From the following “data scale”, the traditional relational database is suitable for the size limit of TB level, and the latter two can save data on a larger scale (PB, EB).
From the following “typical scenario”, traditional relational databases are suitable for OLTP online transaction systems; MPP architecture NewSQL is suitable for OLAP online analysis system; NoSQL can be used in many scenarios (such as KV demand, data mining, etc.).
Finally, from the perspective of “data characteristics”, the former two are suitable for the preservation of structured data, while the latter is more suitable for the preservation of semi-structured or even unstructured data.
To sum up, different technologies have their own characteristics, there is no question who replaces who. Traditional relational database has its own distinct characteristics, in some occasions is still the best choice. As its main interactive language, SQL is bound to exist for a long time to develop.
Let’s compare traditional databases with big data technologies. Comparing the two technologies from the data volume, growth type, diversification, value and other dimensions, each has its own applicable scenarios.
For the field of big data, various technologies emerge in an endless stream. But for the majority of users, there is often a certain threshold to use, so now a trend is to introduce “SQL like” in the field of big data, to access data in a similar way to SQL. This for the majority of users, undoubtedly greatly reduced the use of the threshold.
Answer some questions:
NoSQL, NewSQL have gone beyond the traditional database, SQL has no place!
Each technology is suitable for different scenarios and cannot be generalized. SQL language, as the main way to access relational databases, still has its use.
After all is cloud age, who still uses relational database!
For high-value, strictly consistent scenarios, a relational database is still a good solution.
I do all my programming with OR Mapping tools and never need to write SQL!
Yes, the introduction of the OR Mapping tool has greatly improved productivity, but it also has the obvious side effect of losing control over the efficiency of statements. Many inefficient statements are generated directly by tools. This is why some Mapping tools also provide raw SQL interfaces to ensure efficient execution of key statements.
In the era of big data, we all use Hadoop, Spark, no need to write SQL!
Whether using Hadoop or Spark, it is possible to write a program to do data analysis, but it is often very inefficient. This is why “SQL-like” solutions such as Hive and Spark SQL were created to improve productivity.
Database processing power is very strong, do not care too much about SQL performance!
Indeed, with the development of multi-core CPU, large memory, flash memory and other hardware technologies, the processing power of the database has been greatly enhanced.
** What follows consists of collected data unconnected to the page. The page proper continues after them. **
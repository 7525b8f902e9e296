//! Deposit Agent - Main entry point
//!
//! Runs one export job: bundle a source collection, stream it into the
//! destination repository, verify checksums, and report the outcome.

use anyhow::Result;
use clap::Parser;
use deposit_agent::{
    config::Config, executor::ExportExecutor, job::ExportJob, store::fs::FsStore, utils,
};
use std::path::PathBuf;
use std::sync::Arc;

#[derive(Parser, Debug)]
#[command(author, version, about, long_about = None)]
struct Args {
    /// Path to configuration file
    #[arg(short, long, value_name = "FILE")]
    config: PathBuf,

    /// Source collection to export, relative to the store root
    collection: String,

    /// Destination collection alias the dataset is created under
    alias: String,

    /// Delete source files once their transfer is verified
    #[arg(long)]
    delete: bool,

    /// Ask the destination to restrict access to the deposited files
    #[arg(long)]
    restrict: bool,

    /// Limit the export to these relative paths (repeatable)
    #[arg(long = "path", value_name = "PATH")]
    paths: Vec<String>,

    /// Depositor the export is performed for
    #[arg(long, default_value = "unknown")]
    depositor: String,

    /// Log level (trace, debug, info, warn, error)
    #[arg(short, long)]
    log_level: Option<String>,
}

#[tokio::main]
async fn main() -> Result<()> {
    let args = Args::parse();

    let config = Config::from_file(&args.config)?;

    let log_level = args.log_level.as_deref().unwrap_or(&config.log.level);
    utils::logger::init(log_level)?;

    tracing::info!(
        "Starting deposit-agent v{} (store: {})",
        env!("CARGO_PKG_VERSION"),
        config.store.root.display()
    );

    let job = ExportJob {
        job_id: uuid::Uuid::new_v4().to_string(),
        source_id: args.collection,
        destination_alias: args.alias,
        delete_after: args.delete,
        restrict: args.restrict,
        restrict_paths: args.paths,
        depositor: args.depositor,
    };

    let store = Arc::new(FsStore::new(config.store.root.clone()));
    let executor = ExportExecutor::new(store, config)?;
    let summary = executor.execute(&job).await?;

    tracing::info!(
        "Export finished: {} file(s), {} byte(s) -> {}",
        summary.files,
        summary.bytes,
        summary.dataset_url
    );
    Ok(())
}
But SQL performance is still important. As we will see later, a simple SQL statement can easily take down a database.
SQL optimization, find a DBA on the line, I do not have to learn!
SQL optimization is the domain of dbAs, but developers are more responsible for their own code. If you focus on SQL quality during development, you can avoid many low-level problems.
I’m just an operation DBA, I can’t optimize SQL!
The development of DBA can be divided into “operation and maintenance DBA-> Development DBA-> Data Architect… . If only the operation and maintenance of the database can be completed, it is undoubtedly a lack of skills, but also to the future development of everyone. In addition, with the gradual promotion of Paas cloud, there are less and less requirements for database operation and maintenance, and more and more requirements for optimization, design and architecture. Therefore, SQL optimization is a skill that every DBA must master.
Now optimization tools, very simple!
It is true that there are tools that can reduce the optimization analysis for us by automatically making optimization suggestions. However, as a DBA, you need to know not only how, but also how. Moreover, the database optimizer itself is a very complex component, it is difficult to do a completely correct optimization, which requires manual intervention, analysis.
Optimization is not to add index, this what!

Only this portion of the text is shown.